[Provided material Boundary: Start]
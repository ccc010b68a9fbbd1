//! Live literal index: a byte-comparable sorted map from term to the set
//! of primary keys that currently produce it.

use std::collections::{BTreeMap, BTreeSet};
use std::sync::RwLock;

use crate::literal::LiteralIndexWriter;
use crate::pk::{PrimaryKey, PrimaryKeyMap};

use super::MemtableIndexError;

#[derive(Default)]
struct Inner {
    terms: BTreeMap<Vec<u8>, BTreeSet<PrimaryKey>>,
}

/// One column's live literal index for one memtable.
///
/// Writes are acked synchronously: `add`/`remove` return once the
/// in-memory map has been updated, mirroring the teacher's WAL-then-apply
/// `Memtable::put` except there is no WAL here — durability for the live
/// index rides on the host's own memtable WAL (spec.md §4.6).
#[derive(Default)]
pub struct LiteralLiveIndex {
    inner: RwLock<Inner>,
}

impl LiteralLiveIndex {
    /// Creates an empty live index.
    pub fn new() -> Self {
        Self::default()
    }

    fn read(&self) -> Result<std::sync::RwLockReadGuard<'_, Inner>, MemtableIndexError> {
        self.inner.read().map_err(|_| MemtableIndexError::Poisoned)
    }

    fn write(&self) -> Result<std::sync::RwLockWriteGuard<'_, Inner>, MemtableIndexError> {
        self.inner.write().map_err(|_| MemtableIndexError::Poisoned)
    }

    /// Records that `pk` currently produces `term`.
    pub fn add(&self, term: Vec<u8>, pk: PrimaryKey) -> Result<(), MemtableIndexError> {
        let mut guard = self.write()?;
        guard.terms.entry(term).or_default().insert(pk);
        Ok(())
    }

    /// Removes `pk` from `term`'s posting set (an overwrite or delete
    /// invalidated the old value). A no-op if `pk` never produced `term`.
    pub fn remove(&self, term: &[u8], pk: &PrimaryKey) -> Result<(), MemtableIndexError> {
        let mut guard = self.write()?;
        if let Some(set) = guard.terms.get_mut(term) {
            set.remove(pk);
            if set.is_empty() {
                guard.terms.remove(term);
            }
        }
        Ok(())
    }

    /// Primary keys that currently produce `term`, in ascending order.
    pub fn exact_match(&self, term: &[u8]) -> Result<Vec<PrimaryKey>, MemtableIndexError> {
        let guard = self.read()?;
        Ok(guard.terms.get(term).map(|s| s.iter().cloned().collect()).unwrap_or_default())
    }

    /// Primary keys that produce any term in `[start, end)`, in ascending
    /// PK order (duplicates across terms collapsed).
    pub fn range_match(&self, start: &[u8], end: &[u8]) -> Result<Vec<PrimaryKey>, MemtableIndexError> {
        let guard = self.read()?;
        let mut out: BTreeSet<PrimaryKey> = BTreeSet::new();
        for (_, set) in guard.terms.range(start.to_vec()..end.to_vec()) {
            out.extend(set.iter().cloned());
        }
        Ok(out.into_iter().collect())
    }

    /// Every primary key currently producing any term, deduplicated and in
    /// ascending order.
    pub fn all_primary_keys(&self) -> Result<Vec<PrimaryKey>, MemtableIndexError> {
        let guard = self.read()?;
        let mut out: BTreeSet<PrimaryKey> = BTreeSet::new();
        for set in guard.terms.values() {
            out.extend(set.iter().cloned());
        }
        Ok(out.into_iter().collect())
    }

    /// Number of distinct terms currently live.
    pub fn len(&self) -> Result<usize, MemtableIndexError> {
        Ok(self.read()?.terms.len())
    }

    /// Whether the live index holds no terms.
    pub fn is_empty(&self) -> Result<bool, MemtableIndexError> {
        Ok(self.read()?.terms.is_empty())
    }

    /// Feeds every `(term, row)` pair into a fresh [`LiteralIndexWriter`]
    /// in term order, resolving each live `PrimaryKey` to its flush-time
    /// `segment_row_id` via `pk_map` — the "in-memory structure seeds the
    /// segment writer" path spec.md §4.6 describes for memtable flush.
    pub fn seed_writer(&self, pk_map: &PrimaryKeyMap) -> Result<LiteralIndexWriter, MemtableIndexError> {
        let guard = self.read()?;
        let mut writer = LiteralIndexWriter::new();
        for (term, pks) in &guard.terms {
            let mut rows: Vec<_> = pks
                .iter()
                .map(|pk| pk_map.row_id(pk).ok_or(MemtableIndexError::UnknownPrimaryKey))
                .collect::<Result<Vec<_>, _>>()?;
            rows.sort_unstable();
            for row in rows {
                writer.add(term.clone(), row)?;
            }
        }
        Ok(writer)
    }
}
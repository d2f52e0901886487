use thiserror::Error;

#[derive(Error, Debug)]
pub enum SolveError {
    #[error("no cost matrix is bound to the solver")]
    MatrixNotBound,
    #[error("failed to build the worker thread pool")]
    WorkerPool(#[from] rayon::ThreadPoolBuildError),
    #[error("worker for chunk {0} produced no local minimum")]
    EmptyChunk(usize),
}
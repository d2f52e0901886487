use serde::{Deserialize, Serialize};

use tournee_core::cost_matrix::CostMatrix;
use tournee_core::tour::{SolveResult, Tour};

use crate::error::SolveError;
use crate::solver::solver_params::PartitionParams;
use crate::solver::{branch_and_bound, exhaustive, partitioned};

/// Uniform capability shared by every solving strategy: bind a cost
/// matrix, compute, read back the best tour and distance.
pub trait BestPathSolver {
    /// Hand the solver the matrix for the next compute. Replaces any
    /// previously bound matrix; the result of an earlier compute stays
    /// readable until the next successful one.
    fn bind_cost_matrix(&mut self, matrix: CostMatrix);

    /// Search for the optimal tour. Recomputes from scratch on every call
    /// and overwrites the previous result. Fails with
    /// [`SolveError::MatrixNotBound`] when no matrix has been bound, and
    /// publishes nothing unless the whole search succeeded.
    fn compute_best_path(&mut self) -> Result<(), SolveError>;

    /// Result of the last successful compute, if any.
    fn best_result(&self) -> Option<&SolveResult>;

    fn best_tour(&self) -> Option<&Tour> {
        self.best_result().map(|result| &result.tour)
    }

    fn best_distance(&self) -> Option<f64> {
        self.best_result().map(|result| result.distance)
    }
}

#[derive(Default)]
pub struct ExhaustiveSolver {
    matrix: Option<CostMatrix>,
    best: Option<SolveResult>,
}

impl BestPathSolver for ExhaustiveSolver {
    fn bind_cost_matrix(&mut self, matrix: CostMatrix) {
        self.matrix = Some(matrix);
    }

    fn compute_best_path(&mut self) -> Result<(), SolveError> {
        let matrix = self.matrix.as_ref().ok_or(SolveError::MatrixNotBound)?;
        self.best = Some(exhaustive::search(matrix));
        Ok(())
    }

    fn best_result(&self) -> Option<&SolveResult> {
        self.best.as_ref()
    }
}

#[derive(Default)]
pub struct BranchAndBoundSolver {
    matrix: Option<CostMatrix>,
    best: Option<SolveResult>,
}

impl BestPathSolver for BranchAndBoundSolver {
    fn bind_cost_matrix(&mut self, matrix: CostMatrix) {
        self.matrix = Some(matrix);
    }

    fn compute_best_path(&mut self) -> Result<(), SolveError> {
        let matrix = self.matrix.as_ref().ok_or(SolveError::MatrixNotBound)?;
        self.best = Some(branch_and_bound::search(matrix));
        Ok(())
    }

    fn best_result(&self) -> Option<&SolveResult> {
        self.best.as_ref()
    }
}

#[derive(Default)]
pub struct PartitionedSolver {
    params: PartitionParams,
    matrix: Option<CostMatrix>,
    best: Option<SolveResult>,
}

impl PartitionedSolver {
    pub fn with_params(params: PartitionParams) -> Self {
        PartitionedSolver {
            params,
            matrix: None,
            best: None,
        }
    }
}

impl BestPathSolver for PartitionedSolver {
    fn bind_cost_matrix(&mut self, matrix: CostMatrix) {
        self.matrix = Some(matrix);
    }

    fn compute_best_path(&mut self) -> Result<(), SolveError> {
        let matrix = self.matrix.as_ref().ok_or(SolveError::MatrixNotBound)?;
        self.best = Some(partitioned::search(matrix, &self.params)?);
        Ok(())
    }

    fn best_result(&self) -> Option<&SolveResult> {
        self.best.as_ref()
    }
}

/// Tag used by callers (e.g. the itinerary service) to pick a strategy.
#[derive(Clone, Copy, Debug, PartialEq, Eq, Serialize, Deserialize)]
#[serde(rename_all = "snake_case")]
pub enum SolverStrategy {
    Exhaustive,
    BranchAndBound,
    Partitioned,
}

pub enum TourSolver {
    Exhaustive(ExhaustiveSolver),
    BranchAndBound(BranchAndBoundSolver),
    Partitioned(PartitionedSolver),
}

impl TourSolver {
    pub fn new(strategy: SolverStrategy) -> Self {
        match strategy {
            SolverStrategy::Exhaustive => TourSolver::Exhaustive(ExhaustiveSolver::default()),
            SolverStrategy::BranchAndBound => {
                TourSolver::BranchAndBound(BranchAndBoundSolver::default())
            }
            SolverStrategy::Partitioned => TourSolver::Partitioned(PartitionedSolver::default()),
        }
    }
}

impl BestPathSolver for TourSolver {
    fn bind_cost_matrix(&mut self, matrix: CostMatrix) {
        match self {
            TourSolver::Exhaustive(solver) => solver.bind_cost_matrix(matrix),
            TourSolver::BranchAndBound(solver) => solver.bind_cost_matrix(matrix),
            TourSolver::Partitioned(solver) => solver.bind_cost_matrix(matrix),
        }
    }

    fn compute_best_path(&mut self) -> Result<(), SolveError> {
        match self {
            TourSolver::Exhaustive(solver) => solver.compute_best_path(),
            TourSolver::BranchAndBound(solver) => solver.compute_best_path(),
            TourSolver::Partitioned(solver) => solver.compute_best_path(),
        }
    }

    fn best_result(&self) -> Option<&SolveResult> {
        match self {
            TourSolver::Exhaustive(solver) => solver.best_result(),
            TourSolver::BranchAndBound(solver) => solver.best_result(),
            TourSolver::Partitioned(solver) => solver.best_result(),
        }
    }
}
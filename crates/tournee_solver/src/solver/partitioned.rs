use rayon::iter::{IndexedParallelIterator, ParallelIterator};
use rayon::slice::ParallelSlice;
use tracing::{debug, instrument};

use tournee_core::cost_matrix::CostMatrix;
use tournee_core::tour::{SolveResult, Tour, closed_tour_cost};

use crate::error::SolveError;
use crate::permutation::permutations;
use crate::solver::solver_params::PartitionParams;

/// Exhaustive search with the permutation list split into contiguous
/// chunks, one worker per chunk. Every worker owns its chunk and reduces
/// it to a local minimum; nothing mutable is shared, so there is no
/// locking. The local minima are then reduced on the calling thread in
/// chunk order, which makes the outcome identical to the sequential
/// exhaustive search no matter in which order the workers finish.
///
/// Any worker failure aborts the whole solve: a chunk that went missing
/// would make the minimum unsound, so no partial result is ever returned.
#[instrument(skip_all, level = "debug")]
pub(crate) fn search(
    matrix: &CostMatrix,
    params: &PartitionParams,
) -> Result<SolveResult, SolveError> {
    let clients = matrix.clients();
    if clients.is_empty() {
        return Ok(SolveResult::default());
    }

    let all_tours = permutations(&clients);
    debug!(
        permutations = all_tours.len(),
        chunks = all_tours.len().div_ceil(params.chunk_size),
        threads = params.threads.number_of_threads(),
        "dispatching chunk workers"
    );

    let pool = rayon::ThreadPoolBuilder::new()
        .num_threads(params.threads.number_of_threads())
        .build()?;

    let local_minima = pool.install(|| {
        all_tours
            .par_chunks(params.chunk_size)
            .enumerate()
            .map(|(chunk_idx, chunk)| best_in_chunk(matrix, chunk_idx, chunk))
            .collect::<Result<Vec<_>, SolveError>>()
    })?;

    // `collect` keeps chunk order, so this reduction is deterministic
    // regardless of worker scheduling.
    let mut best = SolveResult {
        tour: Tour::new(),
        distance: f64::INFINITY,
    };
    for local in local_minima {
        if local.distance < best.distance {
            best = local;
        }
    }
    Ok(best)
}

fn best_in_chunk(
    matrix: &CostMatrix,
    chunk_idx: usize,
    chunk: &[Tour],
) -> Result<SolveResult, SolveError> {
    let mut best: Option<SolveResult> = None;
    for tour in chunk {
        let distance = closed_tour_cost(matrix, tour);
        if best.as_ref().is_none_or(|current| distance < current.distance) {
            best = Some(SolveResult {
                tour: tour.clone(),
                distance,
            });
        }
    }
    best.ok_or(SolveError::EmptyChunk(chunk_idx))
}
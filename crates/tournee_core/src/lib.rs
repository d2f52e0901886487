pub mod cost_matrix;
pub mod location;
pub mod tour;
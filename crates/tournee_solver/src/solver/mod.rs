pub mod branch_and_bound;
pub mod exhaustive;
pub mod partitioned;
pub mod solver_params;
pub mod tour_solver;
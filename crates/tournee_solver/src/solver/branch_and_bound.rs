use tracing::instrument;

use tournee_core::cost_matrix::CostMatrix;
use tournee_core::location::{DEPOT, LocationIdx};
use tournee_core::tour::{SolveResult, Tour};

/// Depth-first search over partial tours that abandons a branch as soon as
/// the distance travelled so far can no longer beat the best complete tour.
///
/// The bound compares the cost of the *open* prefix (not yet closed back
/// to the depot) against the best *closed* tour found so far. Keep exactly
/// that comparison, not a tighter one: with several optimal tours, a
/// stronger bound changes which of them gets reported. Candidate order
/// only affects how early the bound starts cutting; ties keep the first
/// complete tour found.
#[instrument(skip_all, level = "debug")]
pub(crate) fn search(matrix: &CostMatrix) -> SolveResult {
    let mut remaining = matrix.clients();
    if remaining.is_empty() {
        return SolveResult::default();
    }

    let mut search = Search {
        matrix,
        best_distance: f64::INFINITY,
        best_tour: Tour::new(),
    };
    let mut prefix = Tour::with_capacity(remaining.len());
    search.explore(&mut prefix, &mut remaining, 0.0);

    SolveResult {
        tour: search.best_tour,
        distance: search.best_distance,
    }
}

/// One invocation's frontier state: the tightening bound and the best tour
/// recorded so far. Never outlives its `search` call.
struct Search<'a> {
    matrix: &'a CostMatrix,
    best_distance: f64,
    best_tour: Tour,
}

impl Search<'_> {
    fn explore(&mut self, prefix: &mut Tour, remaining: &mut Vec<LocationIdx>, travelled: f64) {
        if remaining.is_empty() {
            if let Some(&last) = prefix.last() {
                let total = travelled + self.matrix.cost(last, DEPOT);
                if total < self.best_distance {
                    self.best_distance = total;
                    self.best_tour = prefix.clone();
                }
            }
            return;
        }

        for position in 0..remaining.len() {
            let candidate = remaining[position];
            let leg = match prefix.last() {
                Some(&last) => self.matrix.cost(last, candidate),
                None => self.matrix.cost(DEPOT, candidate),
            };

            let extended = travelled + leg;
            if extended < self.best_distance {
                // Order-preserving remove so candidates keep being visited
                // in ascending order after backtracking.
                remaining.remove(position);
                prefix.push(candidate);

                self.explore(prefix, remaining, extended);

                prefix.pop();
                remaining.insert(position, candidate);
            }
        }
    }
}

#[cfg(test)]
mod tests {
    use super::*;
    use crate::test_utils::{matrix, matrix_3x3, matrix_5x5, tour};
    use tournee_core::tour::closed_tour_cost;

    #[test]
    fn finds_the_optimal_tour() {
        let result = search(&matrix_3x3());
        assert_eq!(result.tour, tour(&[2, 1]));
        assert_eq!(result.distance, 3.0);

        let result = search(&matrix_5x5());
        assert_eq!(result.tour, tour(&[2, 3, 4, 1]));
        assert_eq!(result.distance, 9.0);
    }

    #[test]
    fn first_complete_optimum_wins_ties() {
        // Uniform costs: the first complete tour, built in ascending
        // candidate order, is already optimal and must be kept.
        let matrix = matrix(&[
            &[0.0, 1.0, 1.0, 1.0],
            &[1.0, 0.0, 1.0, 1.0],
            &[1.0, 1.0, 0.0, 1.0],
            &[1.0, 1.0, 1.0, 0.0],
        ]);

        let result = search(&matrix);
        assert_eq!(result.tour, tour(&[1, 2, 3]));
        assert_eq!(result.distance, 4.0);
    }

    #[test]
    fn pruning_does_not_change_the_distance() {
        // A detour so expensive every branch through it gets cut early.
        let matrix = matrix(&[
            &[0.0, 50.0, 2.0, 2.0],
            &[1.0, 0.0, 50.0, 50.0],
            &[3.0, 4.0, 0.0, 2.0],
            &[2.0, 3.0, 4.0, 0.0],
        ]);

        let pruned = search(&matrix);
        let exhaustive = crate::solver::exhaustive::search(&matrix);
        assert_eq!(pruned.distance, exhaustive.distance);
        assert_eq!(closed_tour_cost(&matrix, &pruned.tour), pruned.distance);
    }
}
[Provided material Boundary: End]
## What this task involves
For each line in the material above that contains the string "then", make a copy.

## Exercise output
/// in-memory map has been updated, mirroring the teacher's WAL-then-apply
/// locking. The local minima are then reduced on the calling thread in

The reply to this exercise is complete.